How To Parent Today's Teenagers
Good parenting tips are hard to come by. Oh, everyone seems to have parenting advice for you, advice on how to raise teenagers, but it’s not always worthwhile or up to date.
Most folks parent the way they were parented. Um, not always a good choice. But, it's what we do, behaving like the role models we observed in our family system.
Throughout my career I’ve seen a number of common parenting mistakes, and will share some of them with you now. Plus, I’ll give you some parenting tips that will work, proven parenting techniques based on research and extensive clinical experience.
This is what you might look like when you argue in front of the kids
. . . from their point of view.
Parenting Tips: Common Mistakes
1. Treating adolescents like children . . .
. . . talking down to them and making them feel small . . .
expecting your teen to be a little child always under your control
- Not allowing your teen to make decisions on his/her own, protecting him/her from making mistakes (ensuring he/she will grow up to be a poor decision maker).
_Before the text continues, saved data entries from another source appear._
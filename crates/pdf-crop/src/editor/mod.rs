//! Interactive crop rectangle editing
//!
//! A [`RectEditor`] owns one optional rectangle and the gesture currently
//! applied to it. Pointer events arrive in view space and are converted to
//! page space through the pane's [`Transform`] before touching any edge.
//!
//! Gesture transitions:
//! 1. `Idle` + press on a handle -> `Resizing(handle)`
//! 2. `Idle` + press inside the rectangle -> `Dragging`
//! 3. `Idle` + press anywhere else -> `Drawing`
//! 4. any gesture + release -> `Idle`, committing the result

mod selection;

pub use selection::{CropSelection, ScopedRects};

use crate::constants::{HANDLE_MARGIN_PX, MIN_EXTENT};
use crate::geometry::{CropRect, Point, Size, Transform};

/// Grab points on the rectangle outline
#[derive(Debug, Clone, Copy, PartialEq, Eq, Hash)]
pub enum Handle {
    Top,
    Bottom,
    Left,
    Right,
    TopLeft,
    TopRight,
    BottomLeft,
    BottomRight,
}

impl Handle {
    pub fn moves_left(self) -> bool {
        matches!(self, Handle::Left | Handle::TopLeft | Handle::BottomLeft)
    }

    pub fn moves_right(self) -> bool {
        matches!(self, Handle::Right | Handle::TopRight | Handle::BottomRight)
    }

    pub fn moves_top(self) -> bool {
        matches!(self, Handle::Top | Handle::TopLeft | Handle::TopRight)
    }

    pub fn moves_bottom(self) -> bool {
        matches!(self, Handle::Bottom | Handle::BottomLeft | Handle::BottomRight)
    }
}

/// Result of hit-testing a page-space point against the rectangle
#[derive(Debug, Clone, Copy, PartialEq, Eq)]
pub enum Hit {
    Handle(Handle),
    Body,
    Outside,
}

#[derive(Debug, Clone, Copy, PartialEq, Default)]
pub enum Gesture {
    #[default]
    Idle,
    Drawing {
        anchor: Point,
        current: Point,
        previous: Option<CropRect>,
    },
    Dragging {
        grab: Point,
        start: CropRect,
    },
    Resizing {
        handle: Handle,
        grab: Point,
        start: CropRect,
    },
}

/// What a finished gesture did to the rectangle
#[derive(Debug, Clone, Copy, PartialEq)]
pub enum EditOutcome {
    Unchanged,
    Committed(CropRect),
    Cleared,
}

/// Crop rectangle plus gesture state for one view pane
#[derive(Debug, Clone, Default)]
pub struct RectEditor {
    rect: Option<CropRect>,
    bounds: Size,
    gesture: Gesture,
}

impl RectEditor {
    pub fn new(bounds: Size) -> Self {
        Self {
            rect: None,
            bounds,
            gesture: Gesture::Idle,
        }
    }

    /// The committed rectangle (or the live one during drag/resize)
    pub fn rect(&self) -> Option<CropRect> {
        self.rect
    }

    /// What should be drawn right now, including an in-progress drawing
    pub fn display_rect(&self) -> Option<CropRect> {
        match self.gesture {
            Gesture::Drawing {
                anchor, current, ..
            } => CropRect::from_corners(anchor, current),
            _ => self.rect,
        }
    }

    /// The live rectangle in view space, for painting
    pub fn view_rect(&self, transform: &Transform) -> Option<(Point, Point)> {
        self.display_rect().map(|r| transform.rect_to_view(&r))
    }

    pub fn bounds(&self) -> Size {
        self.bounds
    }

    pub fn gesture(&self) -> &Gesture {
        &self.gesture
    }

    pub fn is_idle(&self) -> bool {
        matches!(self.gesture, Gesture::Idle)
    }

    /// Change the page bounds; an existing rectangle is clipped to them
    pub fn set_bounds(&mut self, bounds: Size) {
        self.bounds = bounds;
        self.gesture = Gesture::Idle;
        self.rect = self.rect.and_then(|r| r.clipped_to(bounds));
    }

    /// Replace the rectangle programmatically (mode switch, linked sizes)
    pub fn set_rect(&mut self, rect: Option<CropRect>) {
        self.gesture = Gesture::Idle;
        self.rect = rect.and_then(|r| r.shifted_into(self.bounds).clipped_to(self.bounds));
    }

    pub fn clear(&mut self) {
        self.set_rect(None);
    }

    pub fn hit_test(&self, p: Point, margin: f64) -> Hit {
        let Some(rect) = self.rect else {
            return Hit::Outside;
        };

        let within_x = p.x > rect.left() - margin && p.x < rect.right() + margin;
        let within_y = p.y > rect.top() - margin && p.y < rect.bottom() + margin;
        if !(within_x && within_y) {
            return Hit::Outside;
        }

        let on_left = (p.x - rect.left()).abs() < margin;
        let on_right = (p.x - rect.right()).abs() < margin;
        let on_top = (p.y - rect.top()).abs() < margin;
        let on_bottom = (p.y - rect.bottom()).abs() < margin;

        match (on_top, on_bottom, on_left, on_right) {
            (true, _, true, _) => Hit::Handle(Handle::TopLeft),
            (true, _, _, true) => Hit::Handle(Handle::TopRight),
            (_, true, true, _) => Hit::Handle(Handle::BottomLeft),
            (_, true, _, true) => Hit::Handle(Handle::BottomRight),
            (true, _, _, _) => Hit::Handle(Handle::Top),
            (_, true, _, _) => Hit::Handle(Handle::Bottom),
            (_, _, true, _) => Hit::Handle(Handle::Left),
            (_, _, _, true) => Hit::Handle(Handle::Right),
            _ if rect.contains(p) => Hit::Body,
            _ => Hit::Outside,
        }
    }

    /// Hit-test a view-space pointer position (used for cursor feedback)
    pub fn hit_test_view(&self, view: Point, transform: &Transform) -> Hit {
        self.hit_test(
            transform.view_to_page(view),
            transform.view_len_to_page(HANDLE_MARGIN_PX),
        )
    }

    /// Pointer pressed at `view`. Ignored unless idle.
    pub fn press(&mut self, view: Point, transform: &Transform) {
        if !self.is_idle() || self.bounds.is_empty() {
            return;
        }
        let p = transform.view_to_page(view);
        let hit = self.hit_test_view(view, transform);
        self.gesture = match (hit, self.rect) {
            (Hit::Handle(handle), Some(start)) => Gesture::Resizing {
                handle,
                grab: p,
                start,
            },
            (Hit::Body, Some(start)) => Gesture::Dragging { grab: p, start },
            _ => {
                let anchor = p.clamped(self.bounds);
                Gesture::Drawing {
                    anchor,
                    current: anchor,
                    previous: self.rect.take(),
                }
            }
        };
    }

    /// Pointer moved to `view` with the button held
    pub fn drag(&mut self, view: Point, transform: &Transform) {
        let p = transform.view_to_page(view);
        let bounds = self.bounds;
        match &mut self.gesture {
            Gesture::Idle => {}
            Gesture::Drawing { current, .. } => {
                *current = p.clamped(bounds);
            }
            Gesture::Dragging { grab, start } => {
                self.rect = Some(drag_rect(start, p.x - grab.x, p.y - grab.y, bounds));
            }
            Gesture::Resizing {
                handle,
                grab,
                start,
            } => {
                self.rect = Some(resize_rect(start, *handle, p.x - grab.x, p.y - grab.y, bounds));
            }
        }
    }

    /// Pointer released at `view`: finish the gesture and return to idle
    pub fn release(&mut self, view: Point, transform: &Transform) -> EditOutcome {
        self.drag(view, transform);
        match std::mem::take(&mut self.gesture) {
            Gesture::Idle => EditOutcome::Unchanged,
            Gesture::Drawing {
                anchor, current, ..
            } => {
                self.rect = CropRect::from_corners(anchor, current)
                    .filter(|r| r.width() >= MIN_EXTENT && r.height() >= MIN_EXTENT);
                match self.rect {
                    Some(rect) => EditOutcome::Committed(rect),
                    None => EditOutcome::Cleared,
                }
            }
            Gesture::Dragging { start, .. } | Gesture::Resizing { start, .. } => match self.rect {
                Some(rect) if rect != start => EditOutcome::Committed(rect),
                _ => EditOutcome::Unchanged,
            },
        }
    }

    /// Abort the gesture in progress, restoring the rectangle it started from
    pub fn cancel(&mut self) {
        match std::mem::take(&mut self.gesture) {
            Gesture::Idle => {}
            Gesture::Drawing { previous, .. } => self.rect = previous,
            Gesture::Dragging { start, .. } | Gesture::Resizing { start, .. } => {
                self.rect = Some(start)
            }
        }
    }
}

/// Translate `start` by (dx, dy), clamped so it stays inside `bounds`
fn drag_rect(start: &CropRect, dx: f64, dy: f64, bounds: Size) -> CropRect {
    let dx = dx.max(-start.left()).min(bounds.width - start.right());
    let dy = dy.max(-start.top()).min(bounds.height - start.bottom());
    start.translated(dx, dy)
}

/// Move the edges owned by `handle`, never past the opposite edge
fn resize_rect(start: &CropRect, handle: Handle, dx: f64, dy: f64, bounds: Size) -> CropRect {
    let mut left = start.left();
    let mut top = start.top();
    let mut right = start.right();
    let mut bottom = start.bottom();

    if handle.moves_left() {
        left = (left + dx).max(0.0).min(right - MIN_EXTENT);
    }
    if handle.moves_right() {
        right = (right + dx).min(bounds.width).max(left + MIN_EXTENT);
    }
    if handle.moves_top() {
        top = (top + dy).max(0.0).min(bottom - MIN_EXTENT);
    }
    if handle.moves_bottom() {
        bottom = (bottom + dy).min(bounds.height).max(top + MIN_EXTENT);
    }

    CropRect::new(left, top, right, bottom).unwrap_or(*start)
}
Here's one of the most powerful parenting tips: Only by learning from their mistakes can teens become successful.
- Encouraging dependency. Note: You want your adolescent to grow up and become an independent person, not someone who will always be dependent upon you. Thus, encouraging independent thought is essential.
- Not keeping communication lines open by being critical, hard to please or condescending. Many teens have told me they’ve tried to open up with their parents but they end up getting lectured on what they’ve done wrong . . . they don't get heard . . . so the kids clam up and go away.
When a teen stops talking to their parents he/she will find other outlets for sharing their thoughts and feelings. Or they will hold it all inside.
- Not listening . . . but lecturing and preaching a sermon, telling, criticizing and blaming, rather than being quiet and letting the teen talk. Some parents do all the talking, then wonder why the kid won't talk to them. Listening and listening well is one of the greatest parenting tips!
- Criticizing or humiliating your teen in front of his/her peers, teachers and other people. NEVER chastise your teen or run him/her down in front of others. If you have a bone to pick with your teen, do it in private! Always allow your teen to save face! Don’t plunder his/her self-esteem!
- Not spending time with your teen, and not having fun together. Avoiding your teen and spending time doing everything else sends the wrong message. He/she feels you don't value him/her. Of all the parenting tips, this is one you should not forget: find a way to spend time with your teen on a regular basis. There is no substitute for TIME.
- Talking about your teen like he/she is not there. If you are in the waiting room at the doctor’s office with your teen, and you find yourself telling another person about your teen’s failures or misadventures, you are only setting your teen up to resent you . . . or to run away!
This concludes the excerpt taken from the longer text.